From the records below, copy each line that has the word "Uuid" in it.

[Collected data]
-.-.-

//! Value objects of the relay domain.
//!
//! 文字列や数値をそのまま扱わず、生成時に検証済みの型として持ち回る。

use std::fmt;

use serde::{Deserialize, Serialize};
use sha2::{Digest, Sha256};
use thiserror::Error;
use uuid::Uuid;

/// Maximum length of a session identifier (characters)
pub const MAX_SESSION_ID_LENGTH: usize = 128;
/// Maximum length of a client identifier (characters)
pub const MAX_CLIENT_ID_LENGTH: usize = 64;
/// Author name reserved for relay-generated messages
pub const SYSTEM_AUTHOR: &str = "system";

/// Validation failures of value objects
#[derive(Debug, Clone, PartialEq, Eq, Error)]
pub enum ValueObjectError {
    #[error("{0} must not be empty")]
    Empty(&'static str),

    #[error("{field} must be at most {max} characters")]
    TooLong { field: &'static str, max: usize },

    #[error("{0} contains whitespace or control characters")]
    InvalidCharacter(&'static str),

    #[error("'{0}' is reserved")]
    Reserved(String),

    #[error("unknown {field} '{value}'")]
    Unknown { field: &'static str, value: String },
}

fn validate_identifier(
    value: &str,
    field: &'static str,
    max: usize,
) -> Result<(), ValueObjectError> {
    if value.is_empty() {
        return Err(ValueObjectError::Empty(field));
    }
    if value.chars().count() > max {
        return Err(ValueObjectError::TooLong { field, max });
    }
    if value.chars().any(|c| c.is_whitespace() || c.is_control()) {
        return Err(ValueObjectError::InvalidCharacter(field));
    }
    Ok(())
}

/// Session identifier, immutable once the session exists
#[derive(Debug, Clone, PartialEq, Eq, Hash, PartialOrd, Ord, Serialize, Deserialize)]
#[serde(try_from = "String", into = "String")]
pub struct SessionId(String);

impl SessionId {
    pub fn new(value: String) -> Result<Self, ValueObjectError> {
        validate_identifier(&value, "session_id", MAX_SESSION_ID_LENGTH)?;
        Ok(Self(value))
    }

    pub fn as_str(&self) -> &str {
        &self.0
    }

    pub fn into_string(self) -> String {
        self.0
    }
}

impl TryFrom<String> for SessionId {
    type Error = ValueObjectError;

    fn try_from(value: String) -> Result<Self, Self::Error> {
        Self::new(value)
    }
}

impl From<SessionId> for String {
    fn from(value: SessionId) -> Self {
        value.0
    }
}

impl fmt::Display for SessionId {
    fn fmt(&self, f: &mut fmt::Formatter<'_>) -> fmt::Result {
        f.write_str(&self.0)
    }
}

/// Participant identifier, unique among open participant connections of one session
#[derive(Debug, Clone, PartialEq, Eq, Hash, PartialOrd, Ord, Serialize, Deserialize)]
#[serde(try_from = "String", into = "String")]
pub struct ClientId(String);

impl ClientId {
    pub fn new(value: String) -> Result<Self, ValueObjectError> {
        validate_identifier(&value, "client_id", MAX_CLIENT_ID_LENGTH)?;
        if value.eq_ignore_ascii_case(SYSTEM_AUTHOR) {
            return Err(ValueObjectError::Reserved(value));
        }
        Ok(Self(value))
    }

    pub fn as_str(&self) -> &str {
        &self.0
    }

    pub fn into_string(self) -> String {
        self.0
    }
}

impl TryFrom<String> for ClientId {
    type Error = ValueObjectError;

    fn try_from(value: String) -> Result<Self, Self::Error> {
        Self::new(value)
    }
}

impl From<ClientId> for String {
    fn from(value: ClientId) -> Self {
        value.0
    }
}

impl fmt::Display for ClientId {
    fn fmt(&self, f: &mut fmt::Formatter<'_>) -> fmt::Result {
        f.write_str(&self.0)
    }
}

/// Message body text
#[derive(Debug, Clone, PartialEq, Eq, Serialize)]
pub struct MessageBody(String);

impl MessageBody {
    /// Create a body from user input; surrounding whitespace is removed
    pub fn new(value: String) -> Result<Self, ValueObjectError> {
        let trimmed = value.trim();
        if trimmed.is_empty() {
            return Err(ValueObjectError::Empty("message"));
        }
        if trimmed.len() == value.len() {
            Ok(Self(value))
        } else {
            Ok(Self(trimmed.to_string()))
        }
    }

    /// Create a body that must not exceed `max_chars` characters
    pub fn with_limit(value: String, max_chars: usize) -> Result<Self, ValueObjectError> {
        let body = Self::new(value)?;
        if body.char_count() > max_chars {
            return Err(ValueObjectError::TooLong {
                field: "message",
                max: max_chars,
            });
        }
        Ok(body)
    }

    /// Relay-generated text; never empty
    pub(crate) fn system(text: String) -> Self {
        Self(text)
    }

    pub fn as_str(&self) -> &str {
        &self.0
    }

    pub fn into_string(self) -> String {
        self.0
    }

    pub fn char_count(&self) -> usize {
        self.0.chars().count()
    }

    pub fn word_count(&self) -> usize {
        self.0.split_whitespace().count()
    }
}

impl TryFrom<String> for MessageBody {
    type Error = ValueObjectError;

    fn try_from(value: String) -> Result<Self, Self::Error> {
        Self::new(value)
    }
}

/// Unix timestamp in milliseconds (UTC)
#[derive(Debug, Clone, Copy, PartialEq, Eq, Hash, PartialOrd, Ord, Serialize, Deserialize)]
pub struct Timestamp(i64);

impl Timestamp {
    pub fn new(value: i64) -> Self {
        Self(value)
    }

    pub fn value(&self) -> i64 {
        self.0
    }

    /// Milliseconds elapsed from `earlier` to `self`
    pub fn millis_since(&self, earlier: Timestamp) -> i64 {
        self.0 - earlier.0
    }
}

/// Per-session sequence number assigned by the message store (starts at 1)
#[derive(Debug, Clone, Copy, PartialEq, Eq, Hash, PartialOrd, Ord, Serialize, Deserialize)]
pub struct SequenceNumber(u64);

impl SequenceNumber {
    pub const FIRST: SequenceNumber = SequenceNumber(1);

    pub fn new(value: u64) -> Self {
        Self(value)
    }

    pub fn value(&self) -> u64 {
        self.0
    }

    pub fn next(&self) -> Self {
        Self(self.0 + 1)
    }
}

/// Identifier of one live socket
#[derive(Debug, Clone, Copy, PartialEq, Eq, Hash)]
pub struct ConnectionId(Uuid);

impl ConnectionId {
    pub fn generate() -> Self {
        Self(Uuid::new_v4())
    }
}

impl fmt::Display for ConnectionId {
    fn fmt(&self, f: &mut fmt::Formatter<'_>) -> fmt::Result {
        write!(f, "{}", self.0)
    }
}

/// SHA-256 digest of a password, lowercase hex
#[derive(Clone, PartialEq, Eq)]
pub struct PasswordHash(String);

impl PasswordHash {
    pub fn from_plain(password: &str) -> Self {
        Self(format!("{:x}", Sha256::digest(password.as_bytes())))
    }

    pub fn verify(&self, password: &str) -> bool {
        Self::from_plain(password) == *self
    }

    pub fn as_hex(&self) -> &str {
        &self.0
    }
}

impl fmt::Debug for PasswordHash {
    fn fmt(&self, f: &mut fmt::Formatter<'_>) -> fmt::Result {
        f.write_str("PasswordHash(..)")
    }
}
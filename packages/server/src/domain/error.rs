//! Error taxonomy of the relay.
//!
//! Every error is scoped to one session or one connection; none of them is fatal
//! to the relay process.

use thiserror::Error;

use super::value_object::ValueObjectError;

/// Reserved close reason signaling that the client identifier is taken
pub const IDENTITY_CONFLICT_REASON: &str = "Client ID already in use";

#[derive(Debug, Clone, PartialEq, Eq, Error)]
pub enum RelayError {
    /// Operation on an unknown session
    #[error("session '{0}' not found")]
    SessionNotFound(String),

    /// Append or connection attempted after the session ended
    #[error("session '{0}' has ended")]
    SessionEnded(String),

    /// Operation that requires an ended session
    #[error("session '{0}' is still active")]
    SessionActive(String),

    /// Duplicate client identifier among open participants of one session
    #[error("client id '{0}' is already in use")]
    IdentityConflict(String),

    /// Session or user password mismatch
    #[error("authentication failed: {0}")]
    AuthError(String),

    /// Send/receive failure on a single connection
    #[error("transport error: {0}")]
    Transport(String),

    #[error("invalid input: {0}")]
    InvalidInput(#[from] ValueObjectError),
}

impl RelayError {
    /// Close reason sent to a refused WebSocket client
    pub fn close_reason(&self) -> &'static str {
        match self {
            Self::SessionNotFound(_) => "Session not found",
            Self::SessionEnded(_) => "Session has ended",
            Self::SessionActive(_) => "Session is still active",
            Self::IdentityConflict(_) => IDENTITY_CONFLICT_REASON,
            Self::AuthError(_) => "Authentication failed",
            Self::Transport(_) => "Transport error",
            Self::InvalidInput(_) => "Invalid request",
        }
    }
}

-.-.-

◆ EXPECTED ANSWER:
use uuid::Uuid;
pub struct ConnectionId(Uuid);
        Self(Uuid::new_v4())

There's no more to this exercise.